PROBLEM TO SOLVE.
Write out, from the entries below, exactly the lines that run between the lines holding "addressed to our" and "use crate::net::ipv4::RoutingConfig;", inclusive, and stop there.
MATERIAL FOR THE TASK below:
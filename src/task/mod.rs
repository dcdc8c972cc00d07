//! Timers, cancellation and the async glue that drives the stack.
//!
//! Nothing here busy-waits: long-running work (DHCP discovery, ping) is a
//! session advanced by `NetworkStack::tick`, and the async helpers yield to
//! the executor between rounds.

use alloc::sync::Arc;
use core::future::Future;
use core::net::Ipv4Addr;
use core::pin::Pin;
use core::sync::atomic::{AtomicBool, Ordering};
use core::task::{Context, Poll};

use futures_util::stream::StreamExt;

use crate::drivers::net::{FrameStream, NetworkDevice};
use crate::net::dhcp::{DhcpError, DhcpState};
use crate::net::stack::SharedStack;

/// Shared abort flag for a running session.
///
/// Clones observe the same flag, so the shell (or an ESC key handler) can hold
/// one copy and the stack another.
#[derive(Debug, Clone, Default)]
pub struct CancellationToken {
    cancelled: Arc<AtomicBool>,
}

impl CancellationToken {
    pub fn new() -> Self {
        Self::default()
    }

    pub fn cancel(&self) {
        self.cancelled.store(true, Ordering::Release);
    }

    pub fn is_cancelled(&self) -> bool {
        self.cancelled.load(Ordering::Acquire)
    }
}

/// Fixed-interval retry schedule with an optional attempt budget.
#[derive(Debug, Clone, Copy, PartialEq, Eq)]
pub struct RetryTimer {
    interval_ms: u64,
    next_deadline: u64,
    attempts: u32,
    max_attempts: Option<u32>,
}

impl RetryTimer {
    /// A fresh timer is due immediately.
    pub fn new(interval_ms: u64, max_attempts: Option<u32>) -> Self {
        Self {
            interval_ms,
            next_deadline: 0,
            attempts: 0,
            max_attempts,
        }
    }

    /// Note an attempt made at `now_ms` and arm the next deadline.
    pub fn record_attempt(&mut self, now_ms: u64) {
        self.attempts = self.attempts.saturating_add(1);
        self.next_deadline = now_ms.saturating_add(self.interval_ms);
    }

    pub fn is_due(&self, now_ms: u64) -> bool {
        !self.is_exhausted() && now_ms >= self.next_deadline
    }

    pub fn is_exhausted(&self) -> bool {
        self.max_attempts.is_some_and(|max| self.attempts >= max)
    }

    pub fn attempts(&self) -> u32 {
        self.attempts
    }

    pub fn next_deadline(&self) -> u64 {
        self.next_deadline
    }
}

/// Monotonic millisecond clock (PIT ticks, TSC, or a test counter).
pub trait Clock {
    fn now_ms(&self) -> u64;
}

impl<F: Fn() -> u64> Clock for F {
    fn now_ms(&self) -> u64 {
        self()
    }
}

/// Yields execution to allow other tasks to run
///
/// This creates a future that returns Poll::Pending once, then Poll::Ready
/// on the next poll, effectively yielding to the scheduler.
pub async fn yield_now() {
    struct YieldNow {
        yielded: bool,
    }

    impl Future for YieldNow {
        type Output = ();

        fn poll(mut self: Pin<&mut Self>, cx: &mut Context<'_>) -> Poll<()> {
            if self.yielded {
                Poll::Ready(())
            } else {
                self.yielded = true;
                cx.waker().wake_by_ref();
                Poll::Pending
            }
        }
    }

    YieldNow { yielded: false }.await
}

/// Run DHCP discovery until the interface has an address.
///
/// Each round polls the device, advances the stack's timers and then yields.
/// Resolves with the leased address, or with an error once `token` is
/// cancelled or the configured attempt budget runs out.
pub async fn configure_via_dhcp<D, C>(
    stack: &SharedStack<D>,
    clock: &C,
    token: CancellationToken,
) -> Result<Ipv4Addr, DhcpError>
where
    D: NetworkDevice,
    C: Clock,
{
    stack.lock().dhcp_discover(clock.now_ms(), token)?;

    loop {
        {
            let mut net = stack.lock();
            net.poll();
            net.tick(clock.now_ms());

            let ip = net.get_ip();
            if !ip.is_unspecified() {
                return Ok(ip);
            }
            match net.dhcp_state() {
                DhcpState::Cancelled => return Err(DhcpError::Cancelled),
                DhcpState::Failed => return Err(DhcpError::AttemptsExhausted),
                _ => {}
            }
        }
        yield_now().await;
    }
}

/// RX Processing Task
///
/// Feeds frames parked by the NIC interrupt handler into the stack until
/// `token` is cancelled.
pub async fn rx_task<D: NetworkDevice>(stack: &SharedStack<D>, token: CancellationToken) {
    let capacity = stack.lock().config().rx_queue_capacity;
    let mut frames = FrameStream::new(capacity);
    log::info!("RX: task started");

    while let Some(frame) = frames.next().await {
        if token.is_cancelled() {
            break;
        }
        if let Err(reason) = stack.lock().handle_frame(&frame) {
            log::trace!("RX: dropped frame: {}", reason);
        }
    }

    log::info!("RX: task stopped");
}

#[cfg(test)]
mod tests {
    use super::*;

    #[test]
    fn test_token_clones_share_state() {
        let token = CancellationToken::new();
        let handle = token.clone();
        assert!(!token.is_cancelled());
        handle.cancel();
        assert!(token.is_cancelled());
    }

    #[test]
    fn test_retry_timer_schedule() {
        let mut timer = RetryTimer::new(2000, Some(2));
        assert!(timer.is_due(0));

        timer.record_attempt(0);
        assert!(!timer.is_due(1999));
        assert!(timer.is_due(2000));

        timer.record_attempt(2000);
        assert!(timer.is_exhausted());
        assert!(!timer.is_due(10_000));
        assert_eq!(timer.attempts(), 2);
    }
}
End of MATERIAL FOR THE TASK.
MATERIAL FOR THE TASK below:
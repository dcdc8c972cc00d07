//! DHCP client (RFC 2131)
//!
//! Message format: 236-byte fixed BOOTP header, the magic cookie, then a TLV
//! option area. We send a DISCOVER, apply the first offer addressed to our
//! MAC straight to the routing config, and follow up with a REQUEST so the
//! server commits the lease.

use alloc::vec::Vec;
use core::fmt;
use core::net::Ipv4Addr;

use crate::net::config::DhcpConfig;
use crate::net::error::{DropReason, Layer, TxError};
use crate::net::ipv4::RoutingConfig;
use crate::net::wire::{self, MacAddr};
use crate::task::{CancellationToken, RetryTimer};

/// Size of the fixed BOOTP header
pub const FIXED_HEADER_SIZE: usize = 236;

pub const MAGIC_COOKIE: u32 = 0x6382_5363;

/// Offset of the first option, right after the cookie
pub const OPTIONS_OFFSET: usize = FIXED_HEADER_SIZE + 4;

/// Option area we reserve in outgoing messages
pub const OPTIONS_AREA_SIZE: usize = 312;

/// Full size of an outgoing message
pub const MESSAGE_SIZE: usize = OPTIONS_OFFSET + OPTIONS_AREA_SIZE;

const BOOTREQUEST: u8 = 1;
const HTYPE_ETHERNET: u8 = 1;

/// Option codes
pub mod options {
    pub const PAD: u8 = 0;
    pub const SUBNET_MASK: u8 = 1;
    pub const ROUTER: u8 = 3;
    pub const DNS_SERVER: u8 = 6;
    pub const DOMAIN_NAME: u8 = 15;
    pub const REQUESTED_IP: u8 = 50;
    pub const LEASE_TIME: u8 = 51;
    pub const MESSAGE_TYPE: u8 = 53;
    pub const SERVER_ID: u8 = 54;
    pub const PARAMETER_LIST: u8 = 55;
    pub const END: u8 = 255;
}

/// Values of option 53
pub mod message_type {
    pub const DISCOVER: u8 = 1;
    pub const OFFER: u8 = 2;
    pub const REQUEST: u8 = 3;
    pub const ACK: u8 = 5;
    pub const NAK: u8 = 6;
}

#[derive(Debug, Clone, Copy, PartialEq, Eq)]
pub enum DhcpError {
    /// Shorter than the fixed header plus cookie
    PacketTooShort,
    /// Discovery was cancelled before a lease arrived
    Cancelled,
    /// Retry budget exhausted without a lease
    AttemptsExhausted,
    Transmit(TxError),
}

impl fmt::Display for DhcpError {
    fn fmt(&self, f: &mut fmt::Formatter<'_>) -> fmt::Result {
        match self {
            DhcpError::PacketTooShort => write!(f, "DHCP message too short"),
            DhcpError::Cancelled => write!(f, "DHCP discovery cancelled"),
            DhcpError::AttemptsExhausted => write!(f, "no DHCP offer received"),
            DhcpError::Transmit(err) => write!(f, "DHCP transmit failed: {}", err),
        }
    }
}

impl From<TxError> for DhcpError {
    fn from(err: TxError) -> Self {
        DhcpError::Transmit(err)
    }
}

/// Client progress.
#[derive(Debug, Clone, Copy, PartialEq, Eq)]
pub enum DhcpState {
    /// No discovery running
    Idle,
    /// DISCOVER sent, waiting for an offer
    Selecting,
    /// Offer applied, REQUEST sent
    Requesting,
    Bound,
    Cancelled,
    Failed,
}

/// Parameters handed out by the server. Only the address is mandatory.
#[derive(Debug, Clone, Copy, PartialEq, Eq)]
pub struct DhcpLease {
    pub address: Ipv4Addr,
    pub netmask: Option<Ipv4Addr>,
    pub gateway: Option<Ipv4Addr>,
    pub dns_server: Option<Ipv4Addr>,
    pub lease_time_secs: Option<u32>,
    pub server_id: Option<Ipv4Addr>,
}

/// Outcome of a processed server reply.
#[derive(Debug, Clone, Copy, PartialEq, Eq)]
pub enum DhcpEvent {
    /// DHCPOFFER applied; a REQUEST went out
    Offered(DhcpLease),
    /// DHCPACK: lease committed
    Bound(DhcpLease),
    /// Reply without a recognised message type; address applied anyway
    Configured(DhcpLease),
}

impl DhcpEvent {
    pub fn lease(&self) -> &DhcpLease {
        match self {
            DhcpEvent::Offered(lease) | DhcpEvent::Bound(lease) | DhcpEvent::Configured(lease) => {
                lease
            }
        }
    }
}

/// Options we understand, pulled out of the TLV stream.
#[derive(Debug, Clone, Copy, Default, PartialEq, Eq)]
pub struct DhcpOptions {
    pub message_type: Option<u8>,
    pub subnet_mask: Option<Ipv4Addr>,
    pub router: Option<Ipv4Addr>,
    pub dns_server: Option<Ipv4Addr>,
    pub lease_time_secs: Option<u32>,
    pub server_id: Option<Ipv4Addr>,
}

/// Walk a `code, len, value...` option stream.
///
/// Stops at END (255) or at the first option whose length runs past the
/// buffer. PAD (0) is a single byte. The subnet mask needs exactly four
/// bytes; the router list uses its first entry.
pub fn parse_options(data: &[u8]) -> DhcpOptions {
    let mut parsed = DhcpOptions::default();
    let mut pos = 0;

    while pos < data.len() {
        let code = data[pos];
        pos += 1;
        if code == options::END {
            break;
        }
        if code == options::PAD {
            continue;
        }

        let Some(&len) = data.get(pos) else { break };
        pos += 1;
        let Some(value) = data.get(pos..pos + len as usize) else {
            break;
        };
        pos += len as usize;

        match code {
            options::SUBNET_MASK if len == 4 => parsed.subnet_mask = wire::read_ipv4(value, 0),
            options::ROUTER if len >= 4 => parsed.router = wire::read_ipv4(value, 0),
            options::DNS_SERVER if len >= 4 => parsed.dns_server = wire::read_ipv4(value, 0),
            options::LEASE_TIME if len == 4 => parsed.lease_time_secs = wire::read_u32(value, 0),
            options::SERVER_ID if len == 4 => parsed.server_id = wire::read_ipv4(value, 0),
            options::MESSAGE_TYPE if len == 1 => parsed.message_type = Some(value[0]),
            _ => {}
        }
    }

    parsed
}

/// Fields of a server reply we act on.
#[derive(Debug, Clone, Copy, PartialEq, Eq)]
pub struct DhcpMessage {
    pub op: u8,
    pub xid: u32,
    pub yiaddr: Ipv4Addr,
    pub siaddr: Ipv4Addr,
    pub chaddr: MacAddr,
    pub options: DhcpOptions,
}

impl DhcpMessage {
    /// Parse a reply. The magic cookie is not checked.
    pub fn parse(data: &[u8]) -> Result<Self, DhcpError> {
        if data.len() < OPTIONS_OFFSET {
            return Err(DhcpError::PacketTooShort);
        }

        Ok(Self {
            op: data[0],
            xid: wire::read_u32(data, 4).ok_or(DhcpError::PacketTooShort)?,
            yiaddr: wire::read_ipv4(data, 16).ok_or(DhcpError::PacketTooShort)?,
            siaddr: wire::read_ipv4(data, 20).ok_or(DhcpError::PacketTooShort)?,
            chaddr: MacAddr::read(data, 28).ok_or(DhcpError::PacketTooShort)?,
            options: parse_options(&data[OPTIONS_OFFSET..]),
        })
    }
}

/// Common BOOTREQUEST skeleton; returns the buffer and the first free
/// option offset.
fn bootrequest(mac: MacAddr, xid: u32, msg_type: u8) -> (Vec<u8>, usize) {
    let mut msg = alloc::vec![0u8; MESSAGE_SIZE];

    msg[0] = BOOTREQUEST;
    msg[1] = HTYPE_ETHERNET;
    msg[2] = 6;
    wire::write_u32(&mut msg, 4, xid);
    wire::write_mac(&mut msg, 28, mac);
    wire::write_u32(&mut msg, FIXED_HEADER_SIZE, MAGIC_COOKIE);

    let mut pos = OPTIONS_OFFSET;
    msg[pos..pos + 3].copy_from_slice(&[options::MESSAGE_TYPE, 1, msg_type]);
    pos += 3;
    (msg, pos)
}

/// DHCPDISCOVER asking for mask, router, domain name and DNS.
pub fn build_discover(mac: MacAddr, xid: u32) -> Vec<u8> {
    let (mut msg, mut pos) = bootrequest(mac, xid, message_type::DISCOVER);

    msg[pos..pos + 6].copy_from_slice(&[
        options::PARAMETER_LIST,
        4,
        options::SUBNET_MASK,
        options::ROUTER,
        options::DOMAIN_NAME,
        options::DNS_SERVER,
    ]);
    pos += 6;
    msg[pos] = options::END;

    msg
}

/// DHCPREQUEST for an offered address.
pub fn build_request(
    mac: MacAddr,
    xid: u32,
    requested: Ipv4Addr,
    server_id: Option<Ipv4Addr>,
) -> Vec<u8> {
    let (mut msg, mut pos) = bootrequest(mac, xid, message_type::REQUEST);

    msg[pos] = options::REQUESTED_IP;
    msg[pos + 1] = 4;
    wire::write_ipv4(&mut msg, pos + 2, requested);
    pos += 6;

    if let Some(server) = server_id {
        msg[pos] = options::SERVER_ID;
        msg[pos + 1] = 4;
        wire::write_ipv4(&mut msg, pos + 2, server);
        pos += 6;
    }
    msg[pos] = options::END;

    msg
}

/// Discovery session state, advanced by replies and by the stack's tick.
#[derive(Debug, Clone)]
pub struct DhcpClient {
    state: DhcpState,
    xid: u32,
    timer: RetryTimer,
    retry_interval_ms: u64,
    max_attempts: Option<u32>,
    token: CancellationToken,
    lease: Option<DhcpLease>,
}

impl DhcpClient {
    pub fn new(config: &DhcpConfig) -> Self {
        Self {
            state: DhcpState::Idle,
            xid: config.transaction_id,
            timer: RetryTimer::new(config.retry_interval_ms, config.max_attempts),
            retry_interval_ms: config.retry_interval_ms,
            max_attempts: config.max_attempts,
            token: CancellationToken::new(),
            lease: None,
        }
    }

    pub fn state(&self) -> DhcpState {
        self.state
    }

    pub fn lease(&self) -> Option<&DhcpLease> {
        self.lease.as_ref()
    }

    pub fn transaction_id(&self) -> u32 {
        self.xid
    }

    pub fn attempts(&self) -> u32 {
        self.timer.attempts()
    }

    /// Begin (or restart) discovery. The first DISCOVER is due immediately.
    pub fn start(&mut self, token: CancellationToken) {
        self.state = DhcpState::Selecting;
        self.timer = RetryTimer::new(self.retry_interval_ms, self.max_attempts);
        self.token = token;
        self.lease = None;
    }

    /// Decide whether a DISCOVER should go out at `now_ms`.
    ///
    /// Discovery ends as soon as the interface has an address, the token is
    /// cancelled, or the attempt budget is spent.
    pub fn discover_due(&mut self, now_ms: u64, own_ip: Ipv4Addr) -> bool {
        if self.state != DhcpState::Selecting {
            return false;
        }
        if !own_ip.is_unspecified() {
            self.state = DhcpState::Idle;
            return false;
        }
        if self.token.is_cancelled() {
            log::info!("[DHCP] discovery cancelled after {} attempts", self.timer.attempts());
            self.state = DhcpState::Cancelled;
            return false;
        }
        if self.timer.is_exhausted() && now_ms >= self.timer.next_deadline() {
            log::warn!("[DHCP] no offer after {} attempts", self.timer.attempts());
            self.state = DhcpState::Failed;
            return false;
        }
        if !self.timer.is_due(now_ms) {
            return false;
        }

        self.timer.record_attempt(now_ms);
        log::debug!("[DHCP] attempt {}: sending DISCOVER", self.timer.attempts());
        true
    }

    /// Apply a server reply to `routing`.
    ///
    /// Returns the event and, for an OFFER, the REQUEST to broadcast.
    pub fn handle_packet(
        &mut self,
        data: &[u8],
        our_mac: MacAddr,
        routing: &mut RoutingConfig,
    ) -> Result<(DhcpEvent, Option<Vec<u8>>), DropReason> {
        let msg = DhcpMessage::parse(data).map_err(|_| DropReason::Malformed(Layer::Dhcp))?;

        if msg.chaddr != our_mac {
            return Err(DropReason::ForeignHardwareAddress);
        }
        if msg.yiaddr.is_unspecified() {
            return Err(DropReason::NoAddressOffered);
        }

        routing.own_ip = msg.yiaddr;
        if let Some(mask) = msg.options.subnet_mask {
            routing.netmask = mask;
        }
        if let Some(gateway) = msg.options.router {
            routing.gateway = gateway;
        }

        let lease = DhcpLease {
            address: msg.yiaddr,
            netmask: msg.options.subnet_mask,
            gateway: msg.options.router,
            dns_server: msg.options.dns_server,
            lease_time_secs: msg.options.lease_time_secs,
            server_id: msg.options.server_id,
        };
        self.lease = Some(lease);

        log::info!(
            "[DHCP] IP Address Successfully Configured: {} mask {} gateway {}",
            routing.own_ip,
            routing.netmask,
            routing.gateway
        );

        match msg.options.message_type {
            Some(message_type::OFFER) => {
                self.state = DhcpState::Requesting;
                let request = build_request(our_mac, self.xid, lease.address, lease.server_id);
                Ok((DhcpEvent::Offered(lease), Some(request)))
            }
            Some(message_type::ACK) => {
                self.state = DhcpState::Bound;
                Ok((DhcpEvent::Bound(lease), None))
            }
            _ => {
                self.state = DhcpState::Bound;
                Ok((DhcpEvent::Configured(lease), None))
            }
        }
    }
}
End of MATERIAL FOR THE TASK.
MATERIAL FOR THE TASK below:
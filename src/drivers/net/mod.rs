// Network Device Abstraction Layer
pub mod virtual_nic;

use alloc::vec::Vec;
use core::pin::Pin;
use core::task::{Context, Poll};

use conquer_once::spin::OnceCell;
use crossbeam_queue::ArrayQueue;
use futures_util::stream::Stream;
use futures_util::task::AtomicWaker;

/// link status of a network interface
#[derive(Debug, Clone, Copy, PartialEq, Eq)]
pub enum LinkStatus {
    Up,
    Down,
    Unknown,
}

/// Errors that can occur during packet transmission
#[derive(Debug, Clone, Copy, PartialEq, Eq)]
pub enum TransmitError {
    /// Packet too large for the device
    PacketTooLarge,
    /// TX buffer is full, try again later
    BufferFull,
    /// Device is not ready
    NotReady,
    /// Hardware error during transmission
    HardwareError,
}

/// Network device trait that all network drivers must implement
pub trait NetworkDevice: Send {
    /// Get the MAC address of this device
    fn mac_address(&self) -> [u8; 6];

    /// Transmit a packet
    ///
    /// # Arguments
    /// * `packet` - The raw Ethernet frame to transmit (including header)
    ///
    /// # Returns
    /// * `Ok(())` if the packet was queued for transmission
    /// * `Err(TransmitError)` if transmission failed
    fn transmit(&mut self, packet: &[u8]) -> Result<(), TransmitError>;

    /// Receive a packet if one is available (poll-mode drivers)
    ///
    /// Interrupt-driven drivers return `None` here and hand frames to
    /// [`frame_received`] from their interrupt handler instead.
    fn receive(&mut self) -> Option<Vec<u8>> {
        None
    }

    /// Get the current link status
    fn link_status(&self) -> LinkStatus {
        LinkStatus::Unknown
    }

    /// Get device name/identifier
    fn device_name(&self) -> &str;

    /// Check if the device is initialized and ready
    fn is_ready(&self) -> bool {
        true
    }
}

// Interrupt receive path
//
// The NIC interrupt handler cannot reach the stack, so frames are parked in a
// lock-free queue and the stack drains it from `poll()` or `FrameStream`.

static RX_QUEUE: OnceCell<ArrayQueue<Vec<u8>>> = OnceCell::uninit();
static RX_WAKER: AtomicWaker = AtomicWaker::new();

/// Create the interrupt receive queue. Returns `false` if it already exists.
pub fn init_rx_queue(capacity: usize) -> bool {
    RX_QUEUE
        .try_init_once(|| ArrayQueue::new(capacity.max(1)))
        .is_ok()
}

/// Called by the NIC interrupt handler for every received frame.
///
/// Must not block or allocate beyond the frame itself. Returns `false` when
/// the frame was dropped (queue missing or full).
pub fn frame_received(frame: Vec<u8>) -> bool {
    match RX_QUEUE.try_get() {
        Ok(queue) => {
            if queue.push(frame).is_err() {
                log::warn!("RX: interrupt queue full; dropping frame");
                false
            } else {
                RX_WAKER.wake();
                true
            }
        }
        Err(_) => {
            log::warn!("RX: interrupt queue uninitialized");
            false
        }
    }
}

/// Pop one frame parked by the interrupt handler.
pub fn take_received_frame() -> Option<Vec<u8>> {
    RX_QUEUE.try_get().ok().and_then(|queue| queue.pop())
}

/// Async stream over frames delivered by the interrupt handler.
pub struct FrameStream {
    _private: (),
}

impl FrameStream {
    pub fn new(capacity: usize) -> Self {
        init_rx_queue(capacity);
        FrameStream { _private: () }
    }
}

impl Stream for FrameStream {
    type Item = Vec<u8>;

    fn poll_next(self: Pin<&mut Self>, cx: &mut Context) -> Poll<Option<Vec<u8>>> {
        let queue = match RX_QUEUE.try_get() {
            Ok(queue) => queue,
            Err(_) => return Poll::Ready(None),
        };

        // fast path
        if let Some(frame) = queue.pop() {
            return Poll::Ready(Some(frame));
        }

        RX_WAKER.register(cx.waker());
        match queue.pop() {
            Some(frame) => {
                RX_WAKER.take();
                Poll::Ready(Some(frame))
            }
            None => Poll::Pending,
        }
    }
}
End of MATERIAL FOR THE TASK.
COMPLETED EXERCISE.
//! option area. We send a DISCOVER, apply the first offer addressed to our
//! MAC straight to the routing config, and follow up with a REQUEST so the
//! server commits the lease.

use alloc::vec::Vec;
use core::fmt;
use core::net::Ipv4Addr;

use crate::net::config::DhcpConfig;
use crate::net::error::{DropReason, Layer, TxError};
use crate::net::ipv4::RoutingConfig;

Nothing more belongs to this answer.